Perhaps the President Should Defer a Supreme Court Nomination

Senate Republicans

The Republican leadership in the U.S. Senate, including Sen. Mitch McConnell, has indicated an unwillingness to consider any Supreme Court nominee put forward by President Obama. Photograph: Associated Press

The Republican leadership in the U.S. Senate has indicated an unwillingness to consider any Supreme Court nominee put forward by President Obama. In response, the president has said that he will exercise his constitutional duty to make such a nomination.

He certainly has that prerogative. The Constitution quite clearly states that the president shall nominate and, by and with the advice and consent of the Senate, appoint judges of the Supreme Court. The president has said that “shall” means “shall” and so imposes upon him a duty to do so. But it is worth noting that there is no express constitutional time limit on the nomination.

The Senate Republican leadership has apparently advised the president not to send any nominee forward, as that nominee will get no consideration. They suggest that the next election should decide the next justice, nomination of whom should be left to the next president. While that does not seem a particularly good faith exercise of the Senate’s advice-and-consent role, it is clearly within the raw power of the Senate to take that recalcitrant position, even though, all the arguments to the contrary, there is no “rule” or “tradition” to support it.
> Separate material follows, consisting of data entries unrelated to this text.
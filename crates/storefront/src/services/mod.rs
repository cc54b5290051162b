//! Business logic services for the storefront.
//!
//! # Services
//!
//! - `auth` - Mock login and registration for the demo shop

pub mod auth;
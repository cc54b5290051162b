//! Catalog types.

use rust_decimal::Decimal;
use serde::{Deserialize, Serialize};

use encantado_core::ProductId;

use super::CartItem;

/// A handmade product listed in the catalog.
#[derive(Debug, Clone, PartialEq, Eq, Serialize, Deserialize)]
pub struct Product {
    pub id: ProductId,
    pub name: String,
    pub price: Decimal,
    /// Compare-at price when the product is marked down.
    pub original_price: Option<Decimal>,
    pub image: String,
    /// Category slug.
    pub category: String,
    /// Star rating, 1-5.
    pub rating: u8,
    /// Available colors, lowercase.
    pub colors: Vec<String>,
    /// Decoration themes, lowercase.
    pub themes: Vec<String>,
    /// Size options offered on the product page. Empty when sizes don't apply.
    pub sizes: Vec<String>,
    pub is_new: bool,
    pub is_best_seller: bool,
}

impl Product {
    /// Whether `original_price` is above the current price.
    #[must_use]
    pub fn is_on_sale(&self) -> bool {
        self.original_price.is_some_and(|original| original > self.price)
    }

    /// A plain cart line for this product, as added from a listing page.
    #[must_use]
    pub fn to_cart_item(&self, quantity: u32) -> CartItem {
        CartItem {
            product_id: self.id.clone(),
            name: self.name.clone(),
            unit_price: self.price,
            quantity,
            image: self.image.clone(),
            category: self.category.clone(),
            customization: None,
        }
    }
}

/// A browsable category page.
#[derive(Debug, Clone, PartialEq, Eq, Serialize, Deserialize)]
pub struct Category {
    pub slug: String,
    pub title: String,
    pub description: String,
}

/// A product featured on the promotions page.
#[derive(Debug, Clone, PartialEq, Eq, Serialize, Deserialize)]
pub struct Promotion {
    pub product: Product,
    /// Advertised discount, in whole percent.
    pub discount_percent: u8,
    pub review_count: u32,
    /// Shown in the "limited time" section.
    pub limited_time: bool,
    /// Shown in the "best sellers on sale" section.
    pub best_seller: bool,
}

impl Promotion {
    /// Amount saved per unit against the original price.
    #[must_use]
    pub fn savings(&self) -> Decimal {
        self.product
            .original_price
            .map_or(Decimal::ZERO, |original| {
                (original - self.product.price).max(Decimal::ZERO)
            })
    }
}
There are some signs of weakening of Republican resolve, a couple of senators up for reelection in “purple” states fearing that the obstructionism might work to their disadvantage in the general election. So perhaps an Obama nominee will get a hearing after all.

But to have a nominee confirmed by a majority Republican Senate, the president will have to nominate someone probably not enthusiastically supported by his core constituency. Perhaps now is the time for a true progressive to join the Court, someone who understands that the judicial task, in constitutional cases, is to do one’s best to figure out what the Constitution means, in today’s rapidly changing society, not what it meant in the late 18th century, someone, in other words, more like Justice William J. Brennan Jr. than Justice Antonin Scalia. Such a nominee is unlikely to survive the confirmation process in the current Senate.

But, as the recalcitrant Republicans like to remind us, this is an election year. Indeed it is, and it seems likely that the next president will be a Democrat and at least possible that the next Senate will be controlled by the Democrats. After Jan. 20, that Democratic president will have little trouble getting that progressive nominee through that Democratic Senate. So perhaps President Obama should just sit back and see what happens. After all, as several commentators on the right have noted, the world won’t come to an end if the Court is understaffed for several months.

Patrick Wiseman, professor of law, teaches constitutional law and related courses, all of which are about the U.S. Supreme Court. He is following the Senate’s obligations in the nomination process.